Top of Task inputs

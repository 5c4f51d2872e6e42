//! Slot availability calculator
//!
//! Enumerates candidate start times across business hours for a requested
//! duration and labels each one using the capacity model. Pure read path:
//! results are recomputed from scratch on every call and never cached.

use std::sync::Arc;

use chrono::{Duration, NaiveDate, NaiveDateTime, Utc};
use serde::{Deserialize, Serialize};
use tracing::debug;

use crate::application::capacity;
use crate::config::SchedulingConfig;
use crate::domain::{BookingLedger, DomainResult, WorkspaceRegistry};

/// A candidate appointment start time. Ephemeral, never persisted.
#[derive(Debug, Clone, PartialEq, Eq, Serialize, Deserialize)]
pub struct Slot {
    pub start: NaiveDateTime,
    pub available: bool,
}

/// Computes the slot list for a date and duration
pub struct SlotAvailabilityCalculator {
    ledger: Arc<dyn BookingLedger>,
    workspaces: Arc<dyn WorkspaceRegistry>,
    config: SchedulingConfig,
}

impl SlotAvailabilityCalculator {
    pub fn new(
        ledger: Arc<dyn BookingLedger>,
        workspaces: Arc<dyn WorkspaceRegistry>,
        config: SchedulingConfig,
    ) -> Self {
        Self {
            ledger,
            workspaces,
            config,
        }
    }

    /// Candidate slots for `date`, labeled available/unavailable.
    ///
    /// Past dates and dates beyond the look-ahead horizon yield an empty
    /// list (a normal UI state, not an error). An invalid duration is
    /// rejected before any ledger access.
    pub async fn availability(
        &self,
        date: NaiveDate,
        duration_minutes: i64,
    ) -> DomainResult<Vec<Slot>> {
        self.availability_as_of(Utc::now().date_naive(), date, duration_minutes)
            .await
    }

    /// Like [`availability`](Self::availability) with an explicit "today"
    /// for the past/horizon window check.
    pub async fn availability_as_of(
        &self,
        today: NaiveDate,
        date: NaiveDate,
        duration_minutes: i64,
    ) -> DomainResult<Vec<Slot>> {
        let duration = self.config.validated_duration(duration_minutes)?;

        if date < today || date > today + Duration::days(self.config.lookahead_days) {
            return Ok(Vec::new());
        }

        let capacity = self.workspaces.active_capacity().await?;
        let existing = self.ledger.intervals_for_date(date).await?;

        let open = date.and_time(self.config.open_time);
        let close = date.and_time(self.config.close_time);
        let step = self.config.slot_step();

        let mut slots = Vec::new();
        let mut start = open;
        // Last candidate must satisfy start + duration <= close exactly;
        // nothing spills past closing.
        while start + duration <= close {
            let available = capacity::fits(start, start + duration, &existing, capacity);
            slots.push(Slot { start, available });
            start += step;
        }

        debug!(
            %date,
            duration_minutes,
            capacity,
            total = slots.len(),
            free = slots.iter().filter(|s| s.available).count(),
            "availability computed"
        );
        Ok(slots)
    }
}

// ── Tests ──────────────────────────────────────────────────────
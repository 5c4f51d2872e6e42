//! Booking domain entity

use chrono::{DateTime, Duration, NaiveDate, NaiveDateTime, Utc};
use serde::{Deserialize, Serialize};
use uuid::Uuid;

use crate::domain::error::{DomainError, DomainResult};

/// Booking status
#[derive(Debug, Clone, Copy, PartialEq, Eq, Serialize, Deserialize)]
pub enum BookingStatus {
    /// Admitted, waiting for the service to be carried out
    Pending,
    /// Service completed by a worker
    Finalized,
    /// Cancelled by user or system
    Cancelled,
}

impl BookingStatus {
    pub fn as_str(&self) -> &'static str {
        match self {
            Self::Pending => "Pending",
            Self::Finalized => "Finalized",
            Self::Cancelled => "Cancelled",
        }
    }

    pub fn from_str(s: &str) -> Self {
        match s {
            "Pending" => Self::Pending,
            "Finalized" => Self::Finalized,
            _ => Self::Cancelled,
        }
    }

    /// Terminal states admit no further transitions
    pub fn is_terminal(&self) -> bool {
        matches!(self, Self::Finalized | Self::Cancelled)
    }
}

impl std::fmt::Display for BookingStatus {
    fn fmt(&self, f: &mut std::fmt::Formatter<'_>) -> std::fmt::Result {
        write!(f, "{}", self.as_str())
    }
}

/// A committed appointment occupying one workspace for `[start, end)`
#[derive(Debug, Clone, Serialize, Deserialize)]
pub struct Booking {
    /// Unique booking ID
    pub id: i32,
    /// Calendar day the booking belongs to
    pub date: NaiveDate,
    /// Start of the occupied interval
    pub start: NaiveDateTime,
    /// End of the occupied interval (exclusive)
    pub end: NaiveDateTime,
    /// Current status
    pub status: BookingStatus,
    /// Client-supplied reference (order, quotation, etc.)
    pub reference_id: Uuid,
    /// When the booking was admitted
    pub created_at: DateTime<Utc>,
}

impl Booking {
    pub fn new(
        id: i32,
        date: NaiveDate,
        start: NaiveDateTime,
        duration: Duration,
        reference_id: Uuid,
    ) -> Self {
        Self {
            id,
            date,
            start,
            end: start + duration,
            status: BookingStatus::Pending,
            reference_id,
            created_at: Utc::now(),
        }
    }

    /// Whether this booking counts against workspace capacity.
    /// Cancelled bookings never occupy capacity again.
    pub fn occupies_capacity(&self) -> bool {
        self.status != BookingStatus::Cancelled
    }

    /// Half-open interval test: `t` is inside `[start, end)`
    pub fn contains(&self, t: NaiveDateTime) -> bool {
        self.start <= t && t < self.end
    }

    /// Half-open overlap with `[other_start, other_end)`.
    /// Back-to-back intervals (`end == start`) do not overlap.
    pub fn overlaps(&self, other_start: NaiveDateTime, other_end: NaiveDateTime) -> bool {
        self.start < other_end && self.end > other_start
    }

    /// Cancel this booking. Idempotent: cancelling an already-cancelled
    /// booking is a no-op. A finalized booking cannot be cancelled.
    pub fn cancel(&mut self) -> DomainResult<()> {
        match self.status {
            BookingStatus::Pending | BookingStatus::Cancelled => {
                self.status = BookingStatus::Cancelled;
                Ok(())
            }
            BookingStatus::Finalized => Err(DomainError::InvalidState {
                booking_id: self.id,
                status: self.status,
            }),
        }
    }

    /// Mark the service as completed. Only valid from `Pending`.
    pub fn finalize(&mut self) -> DomainResult<()> {
        match self.status {
            BookingStatus::Pending => {
                self.status = BookingStatus::Finalized;
                Ok(())
            }
            _ => Err(DomainError::InvalidState {
                booking_id: self.id,
                status: self.status,
            }),
        }
    }
}

// ── Tests ──────────────────────────────────────────────────────
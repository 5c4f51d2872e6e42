//! In-memory storage implementation
//!
//! Backs the repository traits with `DashMap`s for development and tests.
//! Note the per-day admission serialization lives in the application layer,
//! not here; these stores only guarantee per-operation consistency.

use std::sync::atomic::{AtomicI32, Ordering};

use async_trait::async_trait;
use chrono::{Duration, NaiveDate};
use dashmap::DashMap;

use crate::domain::{
    Booking, BookingLedger, DomainError, DomainResult, ServiceCatalog, ServiceOffering, Workspace,
    WorkspaceRegistry,
};

/// In-memory booking ledger
pub struct InMemoryBookingLedger {
    bookings: DashMap<i32, Booking>,
    id_counter: AtomicI32,
}

impl InMemoryBookingLedger {
    pub fn new() -> Self {
        Self {
            bookings: DashMap::new(),
            id_counter: AtomicI32::new(1),
        }
    }
}

impl Default for InMemoryBookingLedger {
    fn default() -> Self {
        Self::new()
    }
}

#[async_trait]
impl BookingLedger for InMemoryBookingLedger {
    async fn insert(&self, booking: Booking) -> DomainResult<()> {
        if self.bookings.contains_key(&booking.id) {
            return Err(DomainError::Storage(format!(
                "booking {} already exists",
                booking.id
            )));
        }
        self.bookings.insert(booking.id, booking);
        Ok(())
    }

    async fn find_by_id(&self, id: i32) -> DomainResult<Option<Booking>> {
        Ok(self.bookings.get(&id).map(|b| b.clone()))
    }

    async fn update(&self, booking: Booking) -> DomainResult<()> {
        if !self.bookings.contains_key(&booking.id) {
            return Err(DomainError::BookingNotFound(booking.id));
        }
        self.bookings.insert(booking.id, booking);
        Ok(())
    }

    async fn intervals_for_date(&self, date: NaiveDate) -> DomainResult<Vec<Booking>> {
        let mut intervals: Vec<Booking> = self
            .bookings
            .iter()
            .filter(|b| b.date == date && b.occupies_capacity())
            .map(|b| b.clone())
            .collect();
        intervals.sort_by_key(|b| b.start);
        Ok(intervals)
    }

    async fn next_id(&self) -> i32 {
        self.id_counter.fetch_add(1, Ordering::SeqCst)
    }
}

/// In-memory workspace registry
pub struct InMemoryWorkspaceRegistry {
    workspaces: DashMap<i32, Workspace>,
}

impl InMemoryWorkspaceRegistry {
    pub fn new() -> Self {
        Self {
            workspaces: DashMap::new(),
        }
    }
}

impl Default for InMemoryWorkspaceRegistry {
    fn default() -> Self {
        Self::new()
    }
}

#[async_trait]
impl WorkspaceRegistry for InMemoryWorkspaceRegistry {
    async fn active_capacity(&self) -> DomainResult<usize> {
        Ok(self.workspaces.iter().filter(|w| w.is_active).count())
    }

    async fn save(&self, workspace: Workspace) -> DomainResult<()> {
        self.workspaces.insert(workspace.id, workspace);
        Ok(())
    }

    async fn set_active(&self, id: i32, active: bool) -> DomainResult<()> {
        if let Some(mut workspace) = self.workspaces.get_mut(&id) {
            workspace.is_active = active;
            Ok(())
        } else {
            Err(DomainError::WorkspaceNotFound(id))
        }
    }

    async fn list(&self) -> DomainResult<Vec<Workspace>> {
        let mut all: Vec<Workspace> = self.workspaces.iter().map(|w| w.clone()).collect();
        all.sort_by_key(|w| w.id);
        Ok(all)
    }
}

/// In-memory service catalog
pub struct InMemoryServiceCatalog {
    services: DashMap<i32, ServiceOffering>,
}

impl InMemoryServiceCatalog {
    pub fn new() -> Self {
        Self {
            services: DashMap::new(),
        }
    }
}

impl Default for InMemoryServiceCatalog {
    fn default() -> Self {
        Self::new()
    }
}

#[async_trait]
impl ServiceCatalog for InMemoryServiceCatalog {
    async fn find_by_id(&self, id: i32) -> DomainResult<Option<ServiceOffering>> {
        Ok(self.services.get(&id).map(|s| s.clone()))
    }

    async fn total_duration(&self, service_ids: &[i32]) -> DomainResult<Duration> {
        let mut total = Duration::zero();
        for &id in service_ids {
            let service = self
                .services
                .get(&id)
                .ok_or(DomainError::ServiceNotFound(id))?;
            if !service.is_active {
                return Err(DomainError::ServiceNotFound(id));
            }
            total = total + service.duration();
        }
        Ok(total)
    }

    async fn save(&self, service: ServiceOffering) -> DomainResult<()> {
        self.services.insert(service.id, service);
        Ok(())
    }

    async fn list_active(&self) -> DomainResult<Vec<ServiceOffering>> {
        let mut active: Vec<ServiceOffering> = self
            .services
            .iter()
            .filter(|s| s.is_active)
            .map(|s| s.clone())
            .collect();
        active.sort_by_key(|s| s.id);
        Ok(active)
    }
}

// ── Tests ──────────────────────────────────────────────────────

#[cfg(test)]
mod tests {
    use super::*;
    use chrono::NaiveTime;
    use uuid::Uuid;

    fn day() -> NaiveDate {
        NaiveDate::from_ymd_opt(2026, 9, 14).unwrap()
    }

    fn booking_at(id: i32, h: u32, m: u32) -> Booking {
        let start = day().and_time(NaiveTime::from_hms_opt(h, m, 0).unwrap());
        Booking::new(id, day(), start, Duration::minutes(60), Uuid::new_v4())
    }

    #[tokio::test]
    async fn ledger_rejects_duplicate_ids() {
        let ledger = InMemoryBookingLedger::new();
        ledger.insert(booking_at(1, 9, 0)).await.unwrap();
        assert!(matches!(
            ledger.insert(booking_at(1, 10, 0)).await,
            Err(DomainError::Storage(_))
        ));
    }

    #[tokio::test]
    async fn ledger_returns_day_intervals_sorted_without_cancelled() {
        let ledger = InMemoryBookingLedger::new();
        ledger.insert(booking_at(1, 11, 0)).await.unwrap();
        ledger.insert(booking_at(2, 9, 0)).await.unwrap();
        let mut cancelled = booking_at(3, 10, 0);
        cancelled.cancel().unwrap();
        ledger.insert(cancelled).await.unwrap();
        // A booking on another day is invisible here
        let other_day = day() + Duration::days(1);
        let start = other_day.and_time(NaiveTime::from_hms_opt(9, 0, 0).unwrap());
        ledger
            .insert(Booking::new(4, other_day, start, Duration::minutes(30), Uuid::new_v4()))
            .await
            .unwrap();

        let intervals = ledger.intervals_for_date(day()).await.unwrap();
        assert_eq!(intervals.iter().map(|b| b.id).collect::<Vec<_>>(), vec![2, 1]);
    }

    #[tokio::test]
    async fn ledger_update_requires_existing_booking() {
        let ledger = InMemoryBookingLedger::new();
        assert!(matches!(
            ledger.update(booking_at(7, 9, 0)).await,
            Err(DomainError::BookingNotFound(7))
        ));
    }

    #[tokio::test]
    async fn next_id_is_monotonic() {
        let ledger = InMemoryBookingLedger::new();
        let a = ledger.next_id().await;
        let b = ledger.next_id().await;
        assert!(b > a);
    }

    #[tokio::test]
    async fn registry_counts_only_active_workspaces() {
        let registry = InMemoryWorkspaceRegistry::new();
        registry.save(Workspace::new(1, "Bay 1")).await.unwrap();
        registry.save(Workspace::new(2, "Bay 2")).await.unwrap();
        assert_eq!(registry.active_capacity().await.unwrap(), 2);

        registry.set_active(2, false).await.unwrap();
        assert_eq!(registry.active_capacity().await.unwrap(), 1);

        assert!(matches!(
            registry.set_active(9, false).await,
            Err(DomainError::WorkspaceNotFound(9))
        ));
    }

    #[tokio::test]
    async fn catalog_sums_durations_and_rejects_inactive() {
        let catalog = InMemoryServiceCatalog::new();
        catalog
            .save(ServiceOffering::new(1, "Oil change", 30))
            .await
            .unwrap();
        catalog
            .save(ServiceOffering::new(2, "Alignment", 60))
            .await
            .unwrap();

        let total = catalog.total_duration(&[1, 2]).await.unwrap();
        assert_eq!(total, Duration::minutes(90));

        let mut retired = ServiceOffering::new(3, "Carburetor tune", 120);
        retired.is_active = false;
        catalog.save(retired).await.unwrap();
        assert!(matches!(
            catalog.total_duration(&[1, 3]).await,
            Err(DomainError::ServiceNotFound(3))
        ));
        assert!(matches!(
            catalog.total_duration(&[42]).await,
            Err(DomainError::ServiceNotFound(42))
        ));
        assert_eq!(catalog.list_active().await.unwrap().len(), 2);
    }
}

Bottom of Task inputs

▸ **Task prompt**
Every line that contains the string "occupied" should be copied from the entries.

▸ **Task answer**
    /// Start of the occupied interval
    /// End of the occupied interval (exclusive)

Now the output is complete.